The police in this incident were taken away for investigation. They were kept under constant observation for hours for fear of collusion. They were photographed, their hands swabbed, urine samples obtained, breath tested, and their clothes seized and tested. This is before any interview where they are asked to relive every single step, every single decision they made over and over again – and they’ll be asked to relive the tragic moments over again for many years to come. They will be wondering what could have been done to prevent this situation in the first place. Scrutiny is necessary. 

Ensuring proper investigations are conducted is crucial, and the way we investigate incidents like this is something police in this state are very proud of. But that doesn’t mean it’s easy to deal with.

Consider walking through the door at home at the end of a day like this – a day when you’ve been faced with a horrific incident. What do you say to your loved ones? What do your loved ones, who share the pain, say to you?

Consider reliving the tragedy of the moment a young person was killed day after day, year after year.

I can tell you that you don’t get over things like that. That’s why the Police Association of NSW has people on the ground supporting as best we can the members, directly and indirectly involved, and their families. 

Our staff have been embedded with the police involved since Thursday. They have witnessed first-hand the impact that this 20-hour rampage has had.

That’s also why it’s crucial that properly funded programs are put in place to assist police with their physical and psychological wellbeing – programs like the Workplace Improvement Program, which has been proven to make a difference, but, at the moment due to funding restrictions, isn’t readily available to all police. 
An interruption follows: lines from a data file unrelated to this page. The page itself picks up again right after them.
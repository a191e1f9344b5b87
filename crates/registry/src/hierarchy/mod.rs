//! Per-capability resolution with cached views.
//!
//! # Role
//!
//! A [`Hierarchy`] holds every live descriptor registered under one capability
//! and lazily computes its two ranked answers, the "all" view and the "single"
//! view, once per scope key.
//!
//! # Invariants
//!
//! - A hierarchy's descriptor set never changes. Registry mutations publish a
//!   fresh hierarchy for every capability they touch, so the view cache of the
//!   old one is discarded wholesale and readers never see a half-rebuilt view.
//! - Views are computed outside the cache lock. Two threads racing on a cold
//!   scope may both compute; the first insert wins and both results are equal.
//! - A view computed across a [`Hierarchy::clear_views`] is handed to its
//!   caller but never cached, so a cleared cache only refills with views
//!   built under the current evaluator rules.

mod resolve;

pub use resolve::effective_priority;

use std::sync::Arc;

use parking_lot::RwLock;
use rustc_hash::FxHashMap;

use crate::core::{BeanType, ScopeKey};
use crate::descriptor::Descriptor;
use crate::registry::ScopeEvaluator;

/// Ranked answers for one capability and scope key.
#[derive(Debug, Clone)]
pub struct HierarchyViews {
	/// Every applicable descriptor, superseded ones removed, in rank order.
	pub all: Arc<[Arc<Descriptor>]>,
	/// Candidates for "the" implementation. More than one means ambiguity.
	pub single: Arc<[Arc<Descriptor>]>,
}

pub struct Hierarchy {
	capability: BeanType,
	/// Registration order.
	descriptors: Arc<[Arc<Descriptor>]>,
	views: RwLock<ViewCache>,
}

#[derive(Default)]
struct ViewCache {
	/// Bumped by every clear.
	generation: u64,
	entries: FxHashMap<Option<ScopeKey>, Arc<HierarchyViews>>,
}

impl Hierarchy {
	pub(crate) fn new(capability: BeanType, descriptors: Vec<Arc<Descriptor>>) -> Self {
		Self {
			capability,
			descriptors: Arc::from(descriptors),
			views: RwLock::new(ViewCache::default()),
		}
	}

	pub fn capability(&self) -> BeanType {
		self.capability
	}

	/// Registered descriptors in registration order, unranked.
	pub fn descriptors(&self) -> &[Arc<Descriptor>] {
		&self.descriptors
	}

	pub fn contains(&self, descriptor: &Arc<Descriptor>) -> bool {
		self.descriptors.iter().any(|d| Arc::ptr_eq(d, descriptor))
	}

	/// Copy with `descriptor` appended.
	pub(crate) fn with(&self, descriptor: Arc<Descriptor>) -> Self {
		let mut descriptors = self.descriptors.to_vec();
		descriptors.push(descriptor);
		Self::new(self.capability, descriptors)
	}

	/// Copy without `descriptor`, or `None` if nothing would remain.
	pub(crate) fn without(&self, descriptor: &Arc<Descriptor>) -> Option<Self> {
		let descriptors: Vec<_> = self
			.descriptors
			.iter()
			.filter(|d| !Arc::ptr_eq(d, descriptor))
			.cloned()
			.collect();
		(!descriptors.is_empty()).then(|| Self::new(self.capability, descriptors))
	}

	/// Cached views for `scope`, computing them on first use.
	pub fn views(
		&self,
		scope: Option<&ScopeKey>,
		evaluator: &dyn ScopeEvaluator,
	) -> Arc<HierarchyViews> {
		let key = scope.cloned();
		let generation = {
			let cache = self.views.read();
			if let Some(views) = cache.entries.get(&key) {
				return Arc::clone(views);
			}
			cache.generation
		};

		let mut candidates = self.descriptors.to_vec();
		evaluator.filter(scope, &mut candidates);
		let views = Arc::new(resolve::compute_views(self.capability, candidates));
		tracing::trace!(
			capability = %self.capability,
			scope = ?scope,
			all = views.all.len(),
			single = views.single.len(),
			"hierarchy views computed"
		);

		let mut cache = self.views.write();
		if cache.generation != generation {
			tracing::trace!(capability = %self.capability, "views cleared during computation; not caching");
			return views;
		}
		Arc::clone(cache.entries.entry(key).or_insert(views))
	}

	/// Drops every cached view; the next lookup recomputes.
	pub(crate) fn clear_views(&self) {
		let mut cache = self.views.write();
		cache.generation = cache.generation.wrapping_add(1);
		cache.entries.clear();
	}
}

impl std::fmt::Debug for Hierarchy {
	fn fmt(&self, f: &mut std::fmt::Formatter<'_>) -> std::fmt::Result {
		f.debug_struct("Hierarchy")
			.field("capability", &self.capability)
			.field("descriptors", &self.descriptors.len())
			.field("cached_scopes", &self.views.read().entries.len())
			.finish()
	}
}

#[cfg(test)]
mod tests;
//! Link-time bean declarations collected with `inventory`.
//!
//! ```rust,ignore
//! inventory::submit! {
//!     BeanDeclaration::new(|| {
//!         BeanRegistration::of::<PgStore>()
//!             .capability(BeanType::of_trait::<dyn Store>())
//!             .shared()
//!             .construct_with(PgStore::default)
//!     })
//! }
//! ```

use std::sync::Arc;

use super::Registry;
use crate::core::{BeanRegistration, Result};
use crate::descriptor::Descriptor;

/// Statically submitted registration, materialized by [`Registry::populate_discovered`].
pub struct BeanDeclaration {
	declare: fn() -> BeanRegistration,
}

impl BeanDeclaration {
	pub const fn new(declare: fn() -> BeanRegistration) -> Self {
		Self { declare }
	}

	pub fn registration(&self) -> BeanRegistration {
		(self.declare)()
	}
}

inventory::collect!(BeanDeclaration);

impl Registry {
	/// Registers every submitted [`BeanDeclaration`], ordered by implementation name.
	///
	/// All declarations are validated before the first one is registered, so an
	/// invalid declaration leaves the registry untouched. Each call registers
	/// the declarations again.
	pub fn populate_discovered(&self) -> Result<Vec<Arc<Descriptor>>> {
		let mut registrations: Vec<BeanRegistration> = inventory::iter::<BeanDeclaration>
			.into_iter()
			.map(BeanDeclaration::registration)
			.collect();
		registrations.sort_by_key(BeanRegistration::implementation);
		for registration in &registrations {
			registration.validate()?;
		}

		let descriptors = registrations
			.into_iter()
			.map(|registration| self.register(registration))
			.collect::<Result<Vec<_>>>()?;
		tracing::debug!(count = descriptors.len(), "registered discovered beans");
		Ok(descriptors)
	}
}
We need additional funding so that these programs are available to all police. Nothing can take away the pain of a tragedy like this, but there are things we can do to support everyone involved as best we can.

We see time and time again at coronial inquests for similar matters, that the actions of police are scrutinised but not the actions or failings of others that lead up to the incident. I hope this is not one of those cases.

But among all the investigation and interrogation, it’s important to remember that everyone touched by this tragedy is a person first and foremost, and that dealing with tragedy is difficult no matter how directly or indirectly you’re involved.

The web of tragedy is tangled. It takes hold of many, many people – some who perhaps you wouldn’t think of straight away.